There is more to communication than the words one speaks or message being conveyed. There are also non-verbal cues that all use in everyday conversations. Being mindful of the signals you send others through body language and the manner in which you speak may get your point across a lot faster than your mere words.
The saying, ‘Actions speak louder than words’ is so true in the world of business. It is easy to shower someone with promises, but when it is time to perform, if the actions do not measure up to the words spoken, the words spoken will be forgotten.

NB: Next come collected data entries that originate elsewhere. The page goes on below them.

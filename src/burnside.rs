//! Burnside aggregation over the automorphism group.
//!
//! The number of non-isomorphic unfoldings is the number of Aut(Γ)-orbits
//! on the accepted tree set, which by Burnside's lemma is the average of
//! the invariant counts |T_g| over the group. Each non-identity
//! automorphism costs one subset + reduce + cardinality pass; the identity
//! reads the cardinality directly, and zero-flagged automorphisms are
//! skipped on the producer's assertion that |T_g| = 0.

use log::{info, warn};

use crate::bitmask::BitMask;
use crate::decimal;
use crate::symmetry::{is_identity, SymmetryFilter};
use crate::zdd::Zdd;

/// A validated automorphism list.
#[derive(Debug, Clone)]
pub struct AutomorphismList {
    /// |Aut(Γ)|; the Burnside divisor.
    pub group_order: u64,
    /// Edge permutations, identity included.
    pub permutations: Vec<Vec<usize>>,
    /// Optional per-permutation assertion that |T_g| = 0.
    pub zero_flags: Option<Vec<bool>>,
}

impl AutomorphismList {
    /// True when permutation `k` is pre-certified to fix no tree.
    pub fn zero_flagged(&self, k: usize) -> bool {
        self.zero_flags.as_ref().is_some_and(|flags| flags[k])
    }
}

/// The aggregated result of a Burnside pass.
#[derive(Debug, Clone)]
pub struct BurnsideOutcome {
    /// |T_g| per automorphism, index-aligned with the input list.
    pub invariant_counts: Vec<String>,
    /// Σ |T_g| as a decimal string.
    pub sum: String,
    /// Σ |T_g| / |Aut(Γ)|, floor quotient.
    pub nonisomorphic: String,
    /// Division remainder; nonzero signals an internal inconsistency.
    pub remainder: u64,
}

impl BurnsideOutcome {
    pub fn divisible(&self) -> bool {
        self.remainder == 0
    }
}

/// Computes |T_g| for every automorphism in the list.
///
/// `dd` must be reduced. Progress marks ("automorphism k/|G|") are emitted
/// through `progress`. The partitioned driver calls this once per partition
/// and sums index-wise before aggregating.
pub fn invariant_counts<M: BitMask>(
    dd: &Zdd,
    automorphisms: &AutomorphismList,
    progress: &mut dyn FnMut(&str),
) -> Vec<String> {
    let num_edges = automorphisms
        .permutations
        .first()
        .map_or(0, |perm| perm.len());
    let total = automorphisms.permutations.len();
    let mut counts = Vec::with_capacity(total);
    let mut skipped = 0;

    for (k, perm) in automorphisms.permutations.iter().enumerate() {
        progress(&format!("automorphism {}/{}", k + 1, total));

        let count = if automorphisms.zero_flagged(k) {
            skipped += 1;
            "0".to_string()
        } else if is_identity(perm) {
            // Every tree is fixed by the identity.
            dd.cardinality().to_string()
        } else {
            let filtered = dd.subset(&SymmetryFilter::<M>::new(num_edges, perm)).reduce();
            filtered.cardinality().to_string()
        };
        counts.push(count);
    }

    if skipped > 0 {
        info!("skipped {}/{} automorphisms via zero flags", skipped, total);
    }
    counts
}

/// Sums the invariant counts and divides by the group order.
pub fn aggregate(invariant_counts: Vec<String>, group_order: u64) -> BurnsideOutcome {
    let mut sum = "0".to_string();
    for count in &invariant_counts {
        sum = decimal::add(&sum, count);
    }

    let (nonisomorphic, remainder) = decimal::div_rem(&sum, group_order);
    if remainder != 0 {
        warn!(
            "Burnside sum {} is not divisible by group order {} (remainder {})",
            sum, group_order, remainder
        );
    }

    BurnsideOutcome {
        invariant_counts,
        sum,
        nonisomorphic,
        remainder,
    }
}

/// One-shot Burnside pass: invariant counts, sum, and quotient.
pub fn burnside<M: BitMask>(
    dd: &Zdd,
    automorphisms: &AutomorphismList,
    progress: &mut dyn FnMut(&str),
) -> BurnsideOutcome {
    let counts = invariant_counts::<M>(dd, automorphisms, progress);
    aggregate(counts, automorphisms.group_order)
}
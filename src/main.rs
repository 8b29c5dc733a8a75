use std::path::PathBuf;

use clap::Parser;
use color_eyre::eyre::eyre;
use color_eyre::Result;
use unfolding_zdd::pipeline::{self, Options};

/// Count spanning trees, non-overlapping edge unfoldings, and
/// non-isomorphic unfoldings of a polyhedron 1-skeleton.
#[derive(Parser)]
#[command(author, version, about)]
struct Cli {
    /// Edge-ordered graph file: one `u v` pair per line
    graph_file: PathBuf,

    /// MOPE list (JSON-Lines, one {"edges": [...]} object per line);
    /// enables the overlap filter
    mope_file: Option<PathBuf>,

    /// Automorphism list (JSON); enables the Burnside phase
    #[arg(long, value_name = "FILE")]
    automorphisms: Option<PathBuf>,

    /// Split the run into 2^N memory partitions
    #[arg(long, value_name = "N", default_value_t = 0, value_parser = clap::value_parser!(u32).range(0..=30))]
    split_depth: u32,

    /// Log phase progress at debug level too
    #[arg(short, long)]
    verbose: bool,
}

fn main() -> Result<()> {
    color_eyre::install()?;

    let cli = Cli::parse();

    // The JSON result goes to stdout; everything else stays on stderr.
    simplelog::TermLogger::init(
        if cli.verbose {
            simplelog::LevelFilter::Debug
        } else {
            simplelog::LevelFilter::Info
        },
        simplelog::Config::default(),
        simplelog::TerminalMode::Stderr,
        simplelog::ColorChoice::Auto,
    )?;

    let options = Options {
        graph_path: cli.graph_file,
        mope_path: cli.mope_file,
        automorphism_path: cli.automorphisms,
        split_depth: cli.split_depth,
    };

    let mut progress = |mark: &str| log::info!("{}", mark);
    let output = pipeline::run(&options, &mut progress)?;

    println!("{}", serde_json::to_string_pretty(&output.report)?);

    if !output.burnside_divisible {
        return Err(eyre!("Burnside sum is not divisible by the group order"));
    }
    Ok(())
}
use std::fmt;
use std::path::PathBuf;

/// Error type for loading inputs and configuring a run.
///
/// Pruning inside a ZDD specification is *not* an error: it is the normal
/// mechanism by which non-solutions are filtered out. Everything here is
/// fatal and surfaces at the caller of the offending operation.
#[derive(Debug)]
pub enum Error {
    /// An input file could not be read.
    Io { path: PathBuf, source: std::io::Error },
    /// A malformed line in the edge-list file.
    GraphParse { path: PathBuf, line: usize, msg: String },
    /// A malformed line in the MOPE list (JSON-Lines).
    MopeParse { path: PathBuf, line: usize, msg: String },
    /// A malformed or inconsistent automorphism list.
    AutomorphismParse { path: PathBuf, msg: String },
    /// The graph has more edges than the widest configured bitmask.
    UnsupportedWidth { edges: usize, max: usize },
    /// The edge list contains no edges.
    EmptyGraph { path: PathBuf },
    /// `--split-depth` out of range for this graph.
    InvalidSplitDepth { depth: u32, edges: usize },
}

impl fmt::Display for Error {
    fn fmt(&self, f: &mut fmt::Formatter<'_>) -> fmt::Result {
        match self {
            Error::Io { path, source } => {
                write!(f, "cannot read {}: {}", path.display(), source)
            }
            Error::GraphParse { path, line, msg } => {
                write!(f, "{}:{}: {}", path.display(), line, msg)
            }
            Error::MopeParse { path, line, msg } => {
                write!(f, "{}:{}: {}", path.display(), line, msg)
            }
            Error::AutomorphismParse { path, msg } => {
                write!(f, "{}: {}", path.display(), msg)
            }
            Error::UnsupportedWidth { edges, max } => {
                write!(
                    f,
                    "edge count {} exceeds the maximum supported width ({}); a {}-bit mask would be required",
                    edges,
                    max,
                    edges.next_multiple_of(64)
                )
            }
            Error::EmptyGraph { path } => {
                write!(f, "{}: edge list is empty", path.display())
            }
            Error::InvalidSplitDepth { depth, edges } => {
                write!(f, "split depth {} must be at most 30 and less than the edge count ({})", depth, edges)
            }
        }
    }
}

impl std::error::Error for Error {
    fn source(&self) -> Option<&(dyn std::error::Error + 'static)> {
        match self {
            Error::Io { source, .. } => Some(source),
            _ => None,
        }
    }
}
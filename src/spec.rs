//! The recursive specification interface consumed by the ZDD engine.
//!
//! A specification is a deterministic state machine over the edge levels:
//! [`NodeSpec::root`] yields the initial state and the root level, and
//! [`NodeSpec::child`] advances a state by one edge decision, either
//! continuing at the next level or resolving to a terminal. The engine
//! merges equal states per level, so equal states must mean equal futures.
//!
//! Levels count down: the root sits at level `E` (edge 0) and level 1
//! decides the last edge.

use std::hash::Hash;

/// Outcome of one edge decision.
#[derive(Debug, Copy, Clone, Eq, PartialEq)]
pub enum Branch {
    /// Dead end; the partial selection cannot be completed. Maps to the
    /// 0-terminal.
    Prune,
    /// The path is accepted. Maps to the 1-terminal; only produced at
    /// level 1.
    Accept,
    /// Continue at the given lower level.
    Level(usize),
}

/// A recursive ZDD specification.
pub trait NodeSpec {
    /// Per-path state. States equal under `Eq` are merged by the engine.
    type State: Clone + Eq + Hash;

    /// Initial state and root level.
    fn root(&self) -> (Self::State, usize);

    /// Advances `state` across the edge at `level`, with `take` telling
    /// whether the edge is selected.
    fn child(&self, state: &mut Self::State, level: usize, take: bool) -> Branch;
}

/// Conjunction of two specifications: a path is accepted iff both accept it.
///
/// Both specifications must walk the levels in lockstep (every `child`
/// returning `Level(level - 1)` until level 1), which holds for all the
/// specifications in this crate.
pub struct Intersect<A, B>(pub A, pub B);

impl<A: NodeSpec, B: NodeSpec> NodeSpec for Intersect<A, B> {
    type State = (A::State, B::State);

    fn root(&self) -> (Self::State, usize) {
        let (sa, la) = self.0.root();
        let (sb, lb) = self.1.root();
        assert_eq!(la, lb, "intersected specifications must share the root level");
        ((sa, sb), la)
    }

    fn child(&self, state: &mut Self::State, level: usize, take: bool) -> Branch {
        let ra = self.0.child(&mut state.0, level, take);
        if ra == Branch::Prune {
            return Branch::Prune;
        }
        let rb = self.1.child(&mut state.1, level, take);
        if rb == Branch::Prune {
            return Branch::Prune;
        }
        debug_assert_eq!(ra, rb, "intersected specifications diverged at level {}", level);
        ra
    }
}
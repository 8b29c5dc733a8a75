//! The ZDD engine: a level-indexed node arena with a top-down builder, a
//! subsetting operator, a reducer, and multi-precision counting.
//!
//! # Representation
//!
//! Nodes live in per-level pools; a child is addressed by `(row, col)`,
//! never by an owning pointer. Row 0 holds the two terminals (`⊥` at
//! column 0, `⊤` at column 1). Level `E - k` decides edge `k`, so the root
//! of a freshly built diagram sits at row `E`.
//!
//! A freshly built diagram is quasi-reduced: every path steps down one
//! level at a time. [`Zdd::reduce`] then zero-suppresses (`hi = ⊥` nodes
//! collapse onto their `lo` child) and hash-conses per level, after which
//! edges may jump levels; a skipped level means the edge is not selected.
//! Accepted-path counting is preserved by reduction.
//!
//! # Counting
//!
//! Diagrams here routinely hold more than 2^64 accepted paths, so
//! cardinality is accumulated bottom-up in a [`BigUint`] per node.

use std::collections::hash_map::Entry;
use std::fmt;

use log::debug;
use num_bigint::BigUint;
use rustc_hash::FxHashMap;

use crate::spec::{Branch, NodeSpec};

/// Index of a node: level row plus column within the level pool.
///
/// Row 0 is reserved for the terminals.
#[derive(Debug, Copy, Clone, Eq, PartialEq, Hash)]
pub struct NodeRef {
    row: u32,
    col: u32,
}

impl NodeRef {
    /// The 0-terminal (empty family).
    pub const ZERO: Self = NodeRef { row: 0, col: 0 };
    /// The 1-terminal (family containing only the empty set).
    pub const ONE: Self = NodeRef { row: 0, col: 1 };

    pub fn new(row: usize, col: usize) -> Self {
        debug_assert!(row > 0, "row 0 is reserved for terminals");
        Self {
            row: row as u32,
            col: col as u32,
        }
    }

    pub fn row(self) -> usize {
        self.row as usize
    }

    pub fn col(self) -> usize {
        self.col as usize
    }

    pub fn is_terminal(self) -> bool {
        self.row == 0
    }

    pub fn is_zero(self) -> bool {
        self == Self::ZERO
    }

    pub fn is_one(self) -> bool {
        self == Self::ONE
    }
}

impl fmt::Display for NodeRef {
    fn fmt(&self, f: &mut fmt::Formatter<'_>) -> fmt::Result {
        if self.is_zero() {
            write!(f, "⊥")
        } else if self.is_one() {
            write!(f, "⊤")
        } else {
            write!(f, "{}:{}", self.row, self.col)
        }
    }
}

/// A decision node: `lo` is followed when the edge is refused, `hi` when it
/// is selected.
#[derive(Debug, Copy, Clone, Eq, PartialEq, Hash)]
pub struct Node {
    pub lo: NodeRef,
    pub hi: NodeRef,
}

/// A zero-suppressed decision diagram over the ordered edge set.
///
/// Cloning produces an independent structure; diagrams are immutable once
/// built, so Burnside-style branching simply works on clones.
#[derive(Debug, Clone)]
pub struct Zdd {
    root: NodeRef,
    levels: Vec<Vec<Node>>,
}

/// Level code of the 1-terminal during descent; active levels are positive
/// and the 0-terminal is 0.
const ACCEPTED: isize = -1;

impl Zdd {
    /// A diagram with a terminal root.
    fn trivial(accept: bool) -> Self {
        Self {
            root: if accept { NodeRef::ONE } else { NodeRef::ZERO },
            levels: vec![Vec::new()],
        }
    }

    /// Expands a specification top-down into a quasi-reduced diagram,
    /// merging equal specification states per level.
    pub fn build<S: NodeSpec>(spec: &S) -> Self {
        let (root_state, root_level) = spec.root();
        assert!(root_level >= 1, "specifications must cover at least one edge");

        let mut levels: Vec<Vec<Node>> = vec![Vec::new(); root_level + 1];
        let mut states: Vec<S::State> = vec![root_state];

        for level in (1..=root_level).rev() {
            let mut next_uniq: FxHashMap<S::State, u32> = FxHashMap::default();
            let mut next_states: Vec<S::State> = Vec::new();
            let mut nodes: Vec<Node> = Vec::with_capacity(states.len());

            for state in &states {
                let mut children = [NodeRef::ZERO; 2];
                for (value, child) in children.iter_mut().enumerate() {
                    let mut s = state.clone();
                    *child = match spec.child(&mut s, level, value == 1) {
                        Branch::Prune => NodeRef::ZERO,
                        Branch::Accept => NodeRef::ONE,
                        Branch::Level(next) => {
                            debug_assert_eq!(next, level - 1, "builder requires one level per step");
                            let col = match next_uniq.entry(s) {
                                Entry::Occupied(entry) => *entry.get(),
                                Entry::Vacant(entry) => {
                                    let col = next_states.len() as u32;
                                    next_states.push(entry.key().clone());
                                    entry.insert(col);
                                    col
                                }
                            };
                            NodeRef::new(next, col as usize)
                        }
                    };
                }
                nodes.push(Node {
                    lo: children[0],
                    hi: children[1],
                });
            }

            levels[level] = nodes;
            states = next_states;
        }
        debug_assert!(states.is_empty(), "all paths resolve at level 1");

        debug!(
            "build: {} nodes over {} levels",
            levels.iter().map(Vec::len).sum::<usize>(),
            root_level
        );
        Self {
            root: NodeRef::new(root_level, 0),
            levels,
        }
    }

    /// The root reference.
    pub fn root(&self) -> NodeRef {
        self.root
    }

    /// The highest level row (0 for a terminal-rooted diagram).
    pub fn top_level(&self) -> usize {
        self.levels.len() - 1
    }

    /// Total number of decision nodes.
    pub fn node_count(&self) -> usize {
        self.levels.iter().map(Vec::len).sum()
    }

    fn node(&self, r: NodeRef) -> Node {
        debug_assert!(!r.is_terminal());
        self.levels[r.row()][r.col()]
    }

    /// Collapses `hi = ⊥` nodes onto their `lo` child and merges duplicate
    /// `(level, lo, hi)` nodes. The accepted-path set (and hence the
    /// cardinality) is unchanged.
    pub fn reduce(&self) -> Self {
        let top = self.top_level();
        let mut out_levels: Vec<Vec<Node>> = vec![Vec::new(); top + 1];
        let mut remap: Vec<Vec<NodeRef>> = self
            .levels
            .iter()
            .map(|level| vec![NodeRef::ZERO; level.len()])
            .collect();

        for level in 1..=top {
            let mut uniq: FxHashMap<Node, u32> = FxHashMap::default();
            for (col, node) in self.levels[level].iter().enumerate() {
                let lo = resolve(&remap, node.lo);
                let hi = resolve(&remap, node.hi);
                remap[level][col] = if hi == NodeRef::ZERO {
                    // Zero-suppression: a never-selected edge level drops out.
                    lo
                } else {
                    let reduced = Node { lo, hi };
                    match uniq.entry(reduced) {
                        Entry::Occupied(entry) => NodeRef::new(level, *entry.get() as usize),
                        Entry::Vacant(entry) => {
                            let col = out_levels[level].len() as u32;
                            out_levels[level].push(reduced);
                            entry.insert(col);
                            NodeRef::new(level, col as usize)
                        }
                    }
                };
            }
        }

        let root = resolve(&remap, self.root);
        out_levels.truncate(root.row() + 1);
        debug!(
            "reduce: {} -> {} nodes",
            self.node_count(),
            out_levels.iter().map(Vec::len).sum::<usize>()
        );

        Self {
            root,
            levels: out_levels,
        }
    }

    /// Number of accepted paths.
    pub fn cardinality(&self) -> BigUint {
        let mut counts: Vec<Vec<BigUint>> = Vec::with_capacity(self.levels.len());
        counts.push(vec![BigUint::ZERO, BigUint::from(1u32)]);

        for level in 1..=self.top_level() {
            let row: Vec<BigUint> = self.levels[level]
                .iter()
                .map(|node| {
                    &counts[node.lo.row()][node.lo.col()] + &counts[node.hi.row()][node.hi.col()]
                })
                .collect();
            counts.push(row);
        }

        counts[self.root.row()][self.root.col()].clone()
    }

    /// Intersects the accepted-path set with the language of `spec`.
    ///
    /// Parallel top-down descent keyed by `(input column, spec state)`. The
    /// input diagram may be reduced: whenever an input edge jumps levels,
    /// the specification state is advanced through 0-branches across the
    /// skipped levels, and an input side that bottoms out early forces the
    /// other side down its remaining 0-branches.
    pub fn subset<S: NodeSpec>(&self, spec: &S) -> Self {
        let (mut state, spec_level) = spec.root();
        let mut n = spec_level as isize;
        let mut f = self.root;
        let mut k = ref_level(f);

        // Synchronize the root levels.
        while n != 0 && k != 0 && n != k {
            if n < k {
                k = self.down_input(&mut f, false, n);
            } else {
                n = down_spec(spec, &mut state, n, false, k);
            }
        }
        if n <= 0 || k <= 0 {
            return Self::trivial(n != 0 && k != 0);
        }
        let top = n as usize;

        let mut maps: Vec<FxHashMap<(u32, S::State), u32>> = vec![FxHashMap::default(); top + 1];
        let mut pending: Vec<Vec<(NodeRef, S::State)>> = vec![Vec::new(); top + 1];
        maps[top].insert((f.col() as u32, state.clone()), 0);
        pending[top].push((f, state));

        let mut out_levels: Vec<Vec<Node>> = vec![Vec::new(); top + 1];

        for level in (1..=top).rev() {
            let entries = std::mem::take(&mut pending[level]);
            for (input, state) in entries {
                let mut children = [NodeRef::ZERO; 2];
                for (value, child) in children.iter_mut().enumerate() {
                    let take = value == 1;
                    let mut ff = input;
                    let mut st = state.clone();
                    let mut kk = self.down_input(&mut ff, take, level as isize - 1);
                    let mut ii = down_spec(spec, &mut st, level as isize, take, kk);

                    while ii != 0 && kk != 0 && ii != kk {
                        if ii < kk {
                            kk = self.down_input(&mut ff, false, ii);
                        } else {
                            ii = down_spec(spec, &mut st, ii, false, kk);
                        }
                    }

                    *child = if ii <= 0 || kk <= 0 {
                        if ii != 0 && kk != 0 {
                            NodeRef::ONE
                        } else {
                            NodeRef::ZERO
                        }
                    } else {
                        debug_assert_eq!(ii, kk);
                        let child_level = ii as usize;
                        match maps[child_level].entry((ff.col() as u32, st.clone())) {
                            Entry::Occupied(entry) => {
                                NodeRef::new(child_level, *entry.get() as usize)
                            }
                            Entry::Vacant(entry) => {
                                let col = pending[child_level].len() as u32;
                                entry.insert(col);
                                pending[child_level].push((ff, st));
                                NodeRef::new(child_level, col as usize)
                            }
                        }
                    };
                }
                out_levels[level].push(Node {
                    lo: children[0],
                    hi: children[1],
                });
            }
        }

        Self {
            root: NodeRef::new(top, 0),
            levels: out_levels,
        }
    }

    /// Takes the `take` branch from `*f`, then follows `lo` edges down to
    /// `stop`. Returns the resulting level code.
    fn down_input(&self, f: &mut NodeRef, take: bool, stop: isize) -> isize {
        let stop = stop.max(0) as usize;
        let node = self.node(*f);
        *f = if take { node.hi } else { node.lo };
        while !f.is_terminal() && f.row() > stop {
            *f = self.node(*f).lo;
        }
        ref_level(*f)
    }

    /// Iterator over the accepted subsets, as edge-index sets.
    ///
    /// Exists as a verification tool; counting never enumerates.
    pub fn subsets(&self, num_edges: usize) -> Subsets<'_> {
        Subsets {
            zdd: self,
            num_edges,
            stack: vec![(self.root, Vec::new())],
        }
    }
}

fn ref_level(f: NodeRef) -> isize {
    if f.is_one() {
        ACCEPTED
    } else if f.is_zero() {
        0
    } else {
        f.row() as isize
    }
}

fn resolve(remap: &[Vec<NodeRef>], r: NodeRef) -> NodeRef {
    if r.is_terminal() {
        r
    } else {
        remap[r.row()][r.col()]
    }
}

/// Advances the spec state across branch `take` at `level`, then across
/// 0-branches down to `stop`. Returns the resulting level code.
fn down_spec<S: NodeSpec>(
    spec: &S,
    state: &mut S::State,
    level: isize,
    take: bool,
    stop: isize,
) -> isize {
    let stop = stop.max(0);
    let mut i = apply_spec(spec, state, level as usize, take);
    while i > stop {
        i = apply_spec(spec, state, i as usize, false);
    }
    i
}

fn apply_spec<S: NodeSpec>(spec: &S, state: &mut S::State, level: usize, take: bool) -> isize {
    match spec.child(state, level, take) {
        Branch::Prune => 0,
        Branch::Accept => ACCEPTED,
        Branch::Level(next) => next as isize,
    }
}

/// Stack-based iterator over accepted subsets.
pub struct Subsets<'a> {
    zdd: &'a Zdd,
    num_edges: usize,
    stack: Vec<(NodeRef, Vec<usize>)>,
}

impl Iterator for Subsets<'_> {
    type Item = Vec<usize>;

    fn next(&mut self) -> Option<Self::Item> {
        while let Some((r, subset)) = self.stack.pop() {
            if r.is_zero() {
                continue;
            }
            if r.is_one() {
                return Some(subset);
            }

            let node = self.zdd.node(r);
            let edge = self.num_edges - r.row();

            self.stack.push((node.lo, subset.clone()));
            let mut with_edge = subset;
            with_edge.push(edge);
            self.stack.push((node.hi, with_edge));
        }
        None
    }
}
//! # unfolding-zdd: counting edge unfoldings with decision diagrams
//!
//! **`unfolding-zdd`** counts, for a convex polyhedron given as its
//! 1-skeleton graph, three successively refined quantities over spanning
//! trees: the number of all spanning trees, the number whose induced edge
//! unfolding has no face overlap, and the number of such unfoldings that
//! are distinct up to the symmetries of the polyhedron.
//!
//! ## How it works
//!
//! A **Zero-suppressed Decision Diagram** over the ordered edge set
//! represents the whole family of spanning trees at once. The diagram is
//! built top-down from a frontier-based specification that tracks
//! connected components with state proportional to the graph's pathwidth,
//! not its size ([`spanning`]). Two subsetting filters refine the family:
//!
//! - [`unfolding`] removes the trees whose unfolding overlaps, one
//!   precomputed minimal overlapping pattern (MOPE) at a time;
//! - [`symmetry`] keeps only the trees fixed by one edge permutation,
//!   which [`burnside`] combines over the automorphism group into the
//!   non-isomorphic count.
//!
//! Counts are exact: diagram cardinality uses [`num_bigint::BigUint`] and
//! the Burnside aggregation works on decimal strings ([`decimal`]).
//!
//! ## Quick Start
//!
//! ```
//! use unfolding_zdd::graph::Graph;
//! use unfolding_zdd::spanning::SpanningTrees;
//! use unfolding_zdd::zdd::Zdd;
//!
//! // The triangle has three spanning trees.
//! let graph = Graph::from_edges(vec![(0, 1), (1, 2), (0, 2)]);
//! let dd = Zdd::build(&SpanningTrees::new(&graph)).reduce();
//! assert_eq!(dd.cardinality().to_string(), "3");
//! ```
//!
//! ## Core Components
//!
//! - **[`zdd`]**: the engine, a level-indexed node arena with the
//!   top-down builder, subsetting operator, reducer, and counting.
//! - **[`spec`]**: the recursive specification interface the engine
//!   consumes; all specifications compose through it.
//! - **[`pipeline`]**: phase drivers, the memory-partitioned variant, and
//!   the structured result.

pub mod bitmask;
pub mod burnside;
pub mod decimal;
pub mod error;
pub mod frontier;
pub mod graph;
pub mod pipeline;
pub mod restrictor;
pub mod spanning;
pub mod spec;
pub mod symmetry;
pub mod unfolding;
pub mod zdd;
fn run_partitioned<M: BitMask>(
    graph: &Graph,
    split_depth: u32,
    mopes: Option<&[Vec<usize>]>,
    automorphisms: Option<&AutomorphismList>,
    progress: &mut dyn FnMut(&str),
) -> PhaseResults {
    let num_edges = graph.edge_count();
    let num_partitions = 1u64 << split_depth;

    let mut build_time_ms = 0.0;
    let mut subset_time_ms = 0.0;
    let mut burnside_time_ms = 0.0;
    let mut spanning_tree_count = "0".to_string();
    let mut non_overlapping_count = "0".to_string();
    let mut accumulated: Option<Vec<String>> =
        automorphisms.map(|a| vec!["0".to_string(); a.permutations.len()]);

    for p in 0..num_partitions {
        progress(&format!("partition {}/{}", p + 1, num_partitions));

        let start = Instant::now();
        let spec = Intersect(
            SpanningTrees::new(graph),
            EdgeRestrictor::new(num_edges, split_depth, p),
        );
        let mut dd = Zdd::build(&spec).reduce();
        build_time_ms += elapsed_ms(start);

        let part_spanning = dd.cardinality().to_string();
        spanning_tree_count = decimal::add(&spanning_tree_count, &part_spanning);

        if let Some(mopes) = mopes {
            let start = Instant::now();
            for (i, mope) in mopes.iter().enumerate() {
                progress(&format!("MOPE {}/{}", i + 1, mopes.len()));
                dd = dd.subset(&UnfoldingFilter::<M>::new(num_edges, mope)).reduce();
            }
            subset_time_ms += elapsed_ms(start);
        }

        let part_count = dd.cardinality().to_string();
        non_overlapping_count = decimal::add(&non_overlapping_count, &part_count);

        if let (Some(automorphisms), Some(accumulated)) = (automorphisms, accumulated.as_mut()) {
            if part_count == "0" {
                continue;
            }
            let start = Instant::now();
            let counts = burnside::invariant_counts::<M>(&dd, automorphisms, progress);
            for (total, count) in accumulated.iter_mut().zip(&counts) {
                *total = decimal::add(total, count);
            }
            burnside_time_ms += elapsed_ms(start);
        }
        // The partition's diagram drops here; the next one starts fresh.
    }

    let burnside = match (automorphisms, accumulated) {
        (Some(automorphisms), Some(accumulated)) => {
            Some(burnside::aggregate(accumulated, automorphisms.group_order))
        }
        _ => None,
    };

    PhaseResults {
        build_time_ms,
        spanning_tree_count,
        subset_time_ms,
        non_overlapping_count: mopes.map(|_| non_overlapping_count),
        burnside_time_ms,
        burnside,
    }
}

The use of body language can have both positive and negative effects. The thing to remember about body language is that if you are not conscious of what your body is doing while you are talking, the wrong message could be conveyed. For example, if you are smiling while giving someone condolences on the loss of their loved one, that could be construed as inappropriate and your words insincere. On the other hand, if you are congratulating someone on a job well done, but do so with a frown on your face, you could appear to be unhappy for the person.
The signals you send to others.
Sending non-verbal signals to someone can be a great way to reinforce that which you’ve verbally spoken. It can also be used as a tool to further explain what you’re trying to say. However, it can be a way of confusing the listener. So, this can be a valuable skill as long as you are conscious of it and have trained it to have a positive effect rather than using it as an uncertain form of communication.
The manner in which you say something could be the factor that determines what the listener hears. It is important to be aware of your emotions, body language, tone, speed, and pitch when you speak. It may sound like a lot of work and until it becomes second nature, it may be, but consistently doing so can produce a favorable outcome. It is possible to send the wrong message without intentionally doing it, so be careful. An innocent request such as ‘Please shred that document’ can sound like a rude command.
Kevin sat and listened to his colleagues presentations. He would nod when he agreed with something, and would give a thumbs up when appropriate. He also clapped when appropriate to demonstrate that he was on their side. When he got up to make his presentation, he made sure to keep his tone of voice positive and kind. Because he had shown them so much respect, they showed him respect and congratulated him on a job well done.